Required work:
Take every line from the listing below that contains "NodePoolSpec".

· · · · · · ·

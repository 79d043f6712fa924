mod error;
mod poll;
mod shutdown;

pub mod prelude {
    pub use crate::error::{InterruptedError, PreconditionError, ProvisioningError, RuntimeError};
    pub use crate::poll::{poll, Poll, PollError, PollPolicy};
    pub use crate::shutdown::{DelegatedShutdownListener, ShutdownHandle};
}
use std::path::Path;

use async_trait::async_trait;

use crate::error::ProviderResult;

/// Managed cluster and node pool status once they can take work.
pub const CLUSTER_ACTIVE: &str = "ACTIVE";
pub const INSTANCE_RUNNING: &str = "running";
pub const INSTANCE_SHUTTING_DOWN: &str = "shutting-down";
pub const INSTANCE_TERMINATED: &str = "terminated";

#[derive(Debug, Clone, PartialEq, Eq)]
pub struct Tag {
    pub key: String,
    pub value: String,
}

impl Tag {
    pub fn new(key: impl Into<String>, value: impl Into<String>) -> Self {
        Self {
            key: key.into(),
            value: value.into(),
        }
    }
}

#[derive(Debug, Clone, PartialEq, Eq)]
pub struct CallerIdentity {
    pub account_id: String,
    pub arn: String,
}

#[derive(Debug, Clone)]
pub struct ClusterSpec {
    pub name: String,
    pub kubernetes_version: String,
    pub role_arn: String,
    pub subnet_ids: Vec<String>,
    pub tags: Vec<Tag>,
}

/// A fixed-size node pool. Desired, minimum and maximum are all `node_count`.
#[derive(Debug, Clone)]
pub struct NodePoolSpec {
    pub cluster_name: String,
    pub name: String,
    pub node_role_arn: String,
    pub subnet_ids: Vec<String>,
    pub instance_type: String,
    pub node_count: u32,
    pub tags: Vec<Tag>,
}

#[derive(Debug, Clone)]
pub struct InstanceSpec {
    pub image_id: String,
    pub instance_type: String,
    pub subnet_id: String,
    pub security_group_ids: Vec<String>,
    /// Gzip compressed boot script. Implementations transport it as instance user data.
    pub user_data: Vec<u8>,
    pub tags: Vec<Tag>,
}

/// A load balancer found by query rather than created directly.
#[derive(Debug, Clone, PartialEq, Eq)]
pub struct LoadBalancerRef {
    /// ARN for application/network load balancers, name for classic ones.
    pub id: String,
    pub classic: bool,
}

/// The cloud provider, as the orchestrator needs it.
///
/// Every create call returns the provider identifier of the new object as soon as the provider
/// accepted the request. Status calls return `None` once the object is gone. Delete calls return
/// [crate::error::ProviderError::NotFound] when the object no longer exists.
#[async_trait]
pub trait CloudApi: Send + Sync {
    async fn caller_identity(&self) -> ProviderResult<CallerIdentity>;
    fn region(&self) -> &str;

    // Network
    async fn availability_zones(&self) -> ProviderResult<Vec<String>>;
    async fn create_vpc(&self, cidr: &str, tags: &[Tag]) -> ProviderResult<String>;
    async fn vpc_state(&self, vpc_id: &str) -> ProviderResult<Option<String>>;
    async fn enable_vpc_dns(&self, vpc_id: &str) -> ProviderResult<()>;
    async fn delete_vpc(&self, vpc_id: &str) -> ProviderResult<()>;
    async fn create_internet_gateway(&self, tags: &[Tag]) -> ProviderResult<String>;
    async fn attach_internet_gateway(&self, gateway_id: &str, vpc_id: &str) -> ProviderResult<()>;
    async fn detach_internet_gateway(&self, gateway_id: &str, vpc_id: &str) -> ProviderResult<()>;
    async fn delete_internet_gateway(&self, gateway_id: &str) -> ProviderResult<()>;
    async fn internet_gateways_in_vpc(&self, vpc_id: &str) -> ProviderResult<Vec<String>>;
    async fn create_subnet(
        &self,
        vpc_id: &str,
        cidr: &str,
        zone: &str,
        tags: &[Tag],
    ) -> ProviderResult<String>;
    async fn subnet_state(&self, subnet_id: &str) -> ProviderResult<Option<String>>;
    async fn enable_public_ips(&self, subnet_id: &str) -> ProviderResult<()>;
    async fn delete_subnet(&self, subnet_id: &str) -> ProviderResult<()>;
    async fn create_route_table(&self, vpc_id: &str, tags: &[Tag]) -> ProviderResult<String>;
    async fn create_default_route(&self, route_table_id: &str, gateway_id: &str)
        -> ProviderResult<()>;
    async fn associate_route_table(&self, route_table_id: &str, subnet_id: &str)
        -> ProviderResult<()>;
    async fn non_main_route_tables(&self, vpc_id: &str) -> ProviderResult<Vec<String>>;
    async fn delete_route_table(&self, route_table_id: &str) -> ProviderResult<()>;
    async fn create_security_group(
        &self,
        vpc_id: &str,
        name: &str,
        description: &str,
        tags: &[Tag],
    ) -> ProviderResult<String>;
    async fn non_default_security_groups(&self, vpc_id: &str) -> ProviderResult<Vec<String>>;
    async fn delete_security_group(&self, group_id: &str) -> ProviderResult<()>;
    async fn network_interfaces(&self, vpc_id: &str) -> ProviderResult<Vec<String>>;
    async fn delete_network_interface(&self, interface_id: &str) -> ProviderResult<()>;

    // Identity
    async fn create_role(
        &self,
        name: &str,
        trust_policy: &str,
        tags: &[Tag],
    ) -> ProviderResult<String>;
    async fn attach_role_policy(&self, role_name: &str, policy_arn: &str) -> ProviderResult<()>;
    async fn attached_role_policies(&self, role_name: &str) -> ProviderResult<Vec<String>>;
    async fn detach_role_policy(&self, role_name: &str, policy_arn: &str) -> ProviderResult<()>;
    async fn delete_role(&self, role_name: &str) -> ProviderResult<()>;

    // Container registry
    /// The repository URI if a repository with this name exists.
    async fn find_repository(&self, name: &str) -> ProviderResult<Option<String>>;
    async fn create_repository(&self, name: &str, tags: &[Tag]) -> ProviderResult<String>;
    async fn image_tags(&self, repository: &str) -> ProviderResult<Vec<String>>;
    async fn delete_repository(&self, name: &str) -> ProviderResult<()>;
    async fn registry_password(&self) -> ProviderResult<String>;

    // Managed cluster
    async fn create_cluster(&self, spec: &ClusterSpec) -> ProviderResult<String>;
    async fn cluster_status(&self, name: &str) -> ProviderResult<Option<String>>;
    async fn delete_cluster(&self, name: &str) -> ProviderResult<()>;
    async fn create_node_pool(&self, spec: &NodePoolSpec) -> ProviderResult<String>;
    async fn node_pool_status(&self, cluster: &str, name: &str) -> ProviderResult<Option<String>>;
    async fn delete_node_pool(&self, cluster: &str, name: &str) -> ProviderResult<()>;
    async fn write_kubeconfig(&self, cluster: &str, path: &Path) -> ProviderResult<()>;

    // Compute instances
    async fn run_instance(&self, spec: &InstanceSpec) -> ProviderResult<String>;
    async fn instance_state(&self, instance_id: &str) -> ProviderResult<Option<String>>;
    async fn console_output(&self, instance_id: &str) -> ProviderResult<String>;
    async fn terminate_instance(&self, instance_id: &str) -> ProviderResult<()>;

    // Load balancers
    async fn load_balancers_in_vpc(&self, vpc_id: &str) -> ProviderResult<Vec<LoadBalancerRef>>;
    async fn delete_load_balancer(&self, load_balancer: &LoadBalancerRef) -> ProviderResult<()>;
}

· · · · · · ·

Response area:
pub struct NodePoolSpec {
    async fn create_node_pool(&self, spec: &NodePoolSpec) -> ProviderResult<String>;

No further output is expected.